Uzmanlar ve doktorlar uyarıyor zaten, diyet ve az yağlı bir şeyi hiç almayın diye... 

Dönelim kas konusuna geri... 

Kas deyince akla şu günlerde en çok gelen isim olduğu için onu örnek vereceğim.

Can Yaman...

Hayatımıza ekranlarda hoş bir sada olarak kalan Gönül İşleri ile giren Can Yaman’ın çok değil, birkaç yıl içinde geldiği nokta kaslı dev tank adam Hulk’ı aratmıyor. Zaten bununla ilgili çok sayıda caps de dönüyor sosyal medyada. Kötü bir oyunculuğunuz, ama iyi bir vücut yapınız varsa, gelsin milyon dolarlar ve instagram’da milyonları aşan takipçi sayıları!

Samimi soruyorum: Şimdilerde Erkenci Kuş’la gündemde olan Can Yaman’ın vücut şeklini siz beğeniyor musunuz? Ben çok abartılı buluyorum. Pek sevimli bir görüntüsü yok. Kas yapıp “kas”ıla “kas”ıla gezenler hiç sempatik gelmiyor.

Diyeceğim o ki, bence kendinizi spor salonlarına boşu boşuna tıkmayın...

Yürüyün, koşun, bisiklet sürün...

Kendini spor salonuna hapsetmektense, doğal havada ve gerçekten sağlıksa sağlık, sporsa spor için sporu işte o zaman yapmış oluyorsun çünkü.


Yine bu konu çerçevesinde değinmek istediğim birkaç farklı nokta daha var ki, o da kozmetik, ilaç ve yeme içme mevzularına dair. 

Mesela geçenlerde kozmetik/güzellik/bakım mağazalarından birinde yüzde elli indirim olmuştu, insanlar nasıl birbirlerinin altından üstünden atlayarak reyonları talan etmişti, hatırlıyor musunuz? 

Arkadaşlar, yapmayın. 

Şunu hiçbir zaman unutmayın ki, bu tip mağazalar aslında sizin güzellik sorununuza deva olmak için değil, o sorunlarınızı devam ettirmek için varlar

O “mucize” kremlerin kaç tanesi gerçekten işinize yaradı? 

Ben söyleyeyim: Hiçbiri! 

Ama siz yine de bir ümit ve içimde kalacağına alıp bir deneyeyim mantığıyla almaya devam ediyorsunuz. Hayır, yararı olmadığı gibi cilde ve sağlığa zararları var böyle şeylerin.

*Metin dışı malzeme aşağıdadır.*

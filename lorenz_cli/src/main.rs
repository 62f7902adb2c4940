use std::{io, path::PathBuf, process::ExitCode};

use clap::{Args, Parser, Subcommand, ValueEnum};
use lorenz::{
    LorenzErrors, RangePolicy, SimulationConfig, Solver, State, compare,
    parameters::ParameterRange,
};
use tracing::error;
use tracing_subscriber::EnvFilter;

#[derive(Debug, Parser)]
#[command(version, about = "Integrate the Lorenz attractor and print the trajectory as CSV", long_about = None)]
struct Cli {
    #[command(subcommand)]
    command: Commands,
}

#[derive(Debug, Subcommand)]
enum Commands {
    /// Integrate a single system and print its x,y,z,t table
    Simulate {
        #[command(flatten)]
        settings: Settings,
        /// Initial point, defaults to system A of the config
        #[arg(long, num_args = 3, value_names = ["X", "Y", "Z"], allow_negative_numbers = true)]
        initial: Option<Vec<f64>>,
    },
    /// Integrate systems A and B and print the combined x,y,z,t,system table
    Compare {
        #[command(flatten)]
        settings: Settings,
        #[arg(long, num_args = 3, value_names = ["X", "Y", "Z"], allow_negative_numbers = true)]
        initial_a: Option<Vec<f64>>,
        #[arg(long, num_args = 3, value_names = ["X", "Y", "Z"], allow_negative_numbers = true)]
        initial_b: Option<Vec<f64>>,
        /// Only integrate system A
        #[arg(long, conflicts_with = "initial_b")]
        no_system_b: bool,
    },
    /// Print the parameter ranges offered to range controls
    Bounds,
}

#[derive(Debug, Args)]
struct Settings {
    /// RON scenario file, command line values take precedence
    #[arg(long)]
    config: Option<PathBuf>,
    #[arg(long, allow_negative_numbers = true)]
    sigma: Option<f64>,
    #[arg(long, allow_negative_numbers = true)]
    rho: Option<f64>,
    #[arg(long, allow_negative_numbers = true)]
    beta: Option<f64>,
    #[arg(long, allow_negative_numbers = true)]
    t_increment: Option<f64>,
    #[arg(long, allow_negative_numbers = true)]
    t_max: Option<f64>,
    #[arg(long, value_enum)]
    solver: Option<SolverArg>,
    /// Reject rho and beta outside their slider ranges
    #[arg(long)]
    enforce_ranges: bool,
    #[arg(long)]
    max_samples: Option<usize>,
    #[arg(long)]
    max_seconds: Option<f64>,
}

#[derive(Debug, Clone, Copy, ValueEnum)]
enum SolverArg {
    Rk4,
    Dopri5,
}

impl From<SolverArg> for Solver {
    fn from(value: SolverArg) -> Self {
        match value {
            SolverArg::Rk4 => Solver::Rk4,
            SolverArg::Dopri5 => Solver::DormandPrince5,
        }
    }
}

impl Settings {
    fn resolve(&self) -> Result<SimulationConfig, LorenzErrors> {
        let mut config = match &self.config {
            Some(path) => SimulationConfig::from_path(path)?,
            None => SimulationConfig::default(),
        };
        if let Some(sigma) = self.sigma {
            config.parameters.sigma = sigma;
        }
        if let Some(rho) = self.rho {
            config.parameters.rho = rho;
        }
        if let Some(beta) = self.beta {
            config.parameters.beta = beta;
        }
        if let Some(t_increment) = self.t_increment {
            config.grid.t_increment = t_increment;
        }
        if let Some(t_max) = self.t_max {
            config.grid.t_max = t_max;
        }
        if let Some(solver) = self.solver {
            config.solver = solver.into();
        }
        if self.enforce_ranges {
            config.range_policy = RangePolicy::Enforce;
        }
        if self.max_samples.is_some() {
            config.budget.max_samples = self.max_samples;
        }
        if self.max_seconds.is_some() {
            config.budget.max_seconds = self.max_seconds;
        }
        Ok(config)
    }
}

fn to_state(values: &[f64]) -> State {
    State::new(values[0], values[1], values[2])
}

fn run(cli: Cli) -> Result<(), LorenzErrors> {
    match cli.command {
        Commands::Simulate { settings, initial } => {
            let config = settings.resolve()?;
            let initial = initial.as_deref().map_or(config.system_a, to_state);
            config.simulation()?.run(initial)?.write_csv(io::stdout().lock())
        }
        Commands::Compare {
            settings,
            initial_a,
            initial_b,
            no_system_b,
        } => {
            let config = settings.resolve()?;
            let initial_a = initial_a.as_deref().map_or(config.system_a, to_state);
            let initial_b = if no_system_b {
                None
            } else {
                initial_b.as_deref().map(to_state).or(config.system_b)
            };
            compare(&config.simulation()?, initial_a, initial_b)?.write_csv(io::stdout().lock())
        }
        Commands::Bounds => {
            for (name, range) in [("rho", ParameterRange::RHO), ("beta", ParameterRange::BETA)] {
                println!(
                    "{name}: min={:.3} max={:.3} step={:.3}",
                    range.min, range.max, range.step
                );
            }
            Ok(())
        }
    }
}

fn main() -> ExitCode {
    tracing_subscriber::fmt()
        .with_env_filter(
            EnvFilter::try_from_default_env().unwrap_or_else(|_| EnvFilter::new("info")),
        )
        .with_writer(io::stderr)
        .with_target(false)
        .compact()
        .init();

    match run(Cli::parse()) {
        Ok(()) => ExitCode::SUCCESS,
        Err(e) => {
            error!("{e}");
            ExitCode::FAILURE
        }
    }
}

Aynı şekilde ilaç endüstrisi de böyle. 

Çoğu ölümcül hastalığın tedavisinin aslında çoktan bulunduğunu, ama ilaç satmak uğruna hiç açıklanmadığını, piyasaya sürülmediğini duymayanınız var mı?

Çünkü tedavi yöntemi açıklansa, o zaman o ilaçlar satmayacak... E o zaman birileri nasıl para kazanacak? 

Bunların hepsi ticaret!




Bir de, dün akşam televizyonda bir sağlık programında tartışan doktorları dinledim. Özetle hepsinin söylediği ortak şey şu: “İster vegan ol, ister etobur; nasıl olsa artık hiçbir şey sağlıklı değil, her şey ilaçlı!” 

Hayır biz ne yiyeceğiz ne içeceğiz? Et-tavuk yeme, hepsi iğneli, aşılı, kapalı ortamlarda yetişen mutsuz, sinirli inekleri yiyoruz, sütler süt değil, yoğurtlar da öyle, meyve sebze yiyeyim desen onlar da iğneli, ilaçlı, üstlerine spreyler sıkılıyor, balık diyorsun dip balıkları da denizler kirletildiği için tehlikeli, marketlerdeki paketli ürünlerden zaten uzak durmamız gerek. Ne yiyelim, aç mı kalalım? Aç kalmak cidden daha iyi gibi görünüyor.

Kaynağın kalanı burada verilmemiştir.